Fixing market consequences requires partial sacrifice of key reform aim.

The Obama administration’s plan to levy a 15 basis point tax on non-deposit, non-Tier 1 bank liabilities appears to be unraveling. The problem with the still-vague Financial Crisis Responsibility Fee, proposed in mid-January, is that bankers say it will gut the $3.8 trillion repo market. They argue that the 15bp fee, meant to raise $90 billion over 10 years, would wipe out the returns on these short-term liabilities, which account for a large percentage of financial sector liquidity. This could limit banks’ ability to fund assets—mortgages, corporate loans, even longer-term Treasury securities.

Yesterday, Reuters reported that administration officials had responded to market concerns and were considering exempting repos from the new levy. The problem there is such an exemption would fly in the face of the broader regulatory goal of reducing the duration gap between bank assets and liabilities that caused panic during the heart of the crisis when troubled institutions had difficulty rolling over their short-term liabilities.

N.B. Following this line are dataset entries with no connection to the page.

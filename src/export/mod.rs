//! Export/import of password-sealed result packages
//!
//! No UI dependency: callers hand in results and a password, and get back a
//! package ready to write to a `.bfx` file (or the reverse).

pub mod package;

pub use package::{
    build, parse, ExportEnvelope, ExportMetadata, ExportOptions, SealedPackage, EXPORT_VERSION,
    MIN_PASSWORD_LEN,
};
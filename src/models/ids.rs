//! Strongly-typed ID wrapper for saved result records
//!
//! A newtype over UUID keeps record identifiers from being confused with
//! the free-form program id strings that arrive inside eligibility results.

use serde::{Deserialize, Serialize};
use std::fmt;
use std::str::FromStr;
use uuid::Uuid;

/// Unique identifier for a saved result record.
///
/// Assigned once when the record is created and never changed afterwards.
#[derive(Debug, Clone, Copy, PartialEq, Eq, Hash, Serialize, Deserialize)]
#[serde(transparent)]
pub struct RecordId(Uuid);

impl RecordId {
    /// Create a new random ID
    pub fn new() -> Self {
        Self(Uuid::new_v4())
    }

    /// Create an ID from an existing UUID
    pub fn from_uuid(uuid: Uuid) -> Self {
        Self(uuid)
    }

    /// Get the underlying UUID
    pub fn as_uuid(&self) -> &Uuid {
        &self.0
    }

    /// Parse an ID from a string
    pub fn parse(s: &str) -> Result<Self, uuid::Error> {
        Ok(Self(Uuid::parse_str(s)?))
    }

    /// Short prefix form for compact listings
    pub fn short(&self) -> String {
        format!("rec-{}", &self.0.to_string()[..8])
    }
}

impl Default for RecordId {
    fn default() -> Self {
        Self::new()
    }
}

impl fmt::Display for RecordId {
    fn fmt(&self, f: &mut fmt::Formatter<'_>) -> fmt::Result {
        write!(f, "rec-{}", self.0)
    }
}

impl From<Uuid> for RecordId {
    fn from(uuid: Uuid) -> Self {
        Self(uuid)
    }
}

impl FromStr for RecordId {
    type Err = uuid::Error;

    fn from_str(s: &str) -> Result<Self, Self::Err> {
        if let Ok(uuid) = Uuid::parse_str(s) {
            return Ok(Self(uuid));
        }
        let s = s.strip_prefix("rec-").unwrap_or(s);
        Ok(Self(Uuid::parse_str(s)?))
    }
}

#[cfg(test)]
mod tests {
    use super::*;

    #[test]
    fn test_record_id_creation() {
        let id = RecordId::new();
        assert!(!id.as_uuid().is_nil());
    }

    #[test]
    fn test_id_display_round_trips() {
        let id = RecordId::new();
        let display = format!("{}", id);
        assert!(display.starts_with("rec-"));
        assert_eq!(display.parse::<RecordId>().unwrap(), id);
    }

    #[test]
    fn test_id_short_form() {
        let id = RecordId::new();
        let short = id.short();
        assert!(short.starts_with("rec-"));
        assert_eq!(short.len(), 12); // "rec-" + 8 chars
    }

    #[test]
    fn test_id_equality() {
        let id1 = RecordId::new();
        let id2 = id1;
        assert_eq!(id1, id2);

        let id3 = RecordId::new();
        assert_ne!(id1, id3);
    }

    #[test]
    fn test_id_serialization() {
        let id = RecordId::new();
        let json = serde_json::to_string(&id).unwrap();
        let deserialized: RecordId = serde_json::from_str(&json).unwrap();
        assert_eq!(id, deserialized);
    }

    #[test]
    fn test_id_parse() {
        let uuid_str = "550e8400-e29b-41d4-a716-446655440000";
        let id = RecordId::parse(uuid_str).unwrap();
        assert_eq!(id.as_uuid().to_string(), uuid_str);
    }
}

The administration’s stated goal of trying to force banks to rely on more stable liabilities—by which it mostly means deposits—rather than wholesale “hot money” short-long arbitrage plays is intellectually inconsistent with an exemption for repos. It will have to weigh carefully the credibility of the threat to the repo market, the importance of that market, and the ramifications of forcing banks to fund themselves further out (and up) the yield curve before deciding on any sweeping new changes.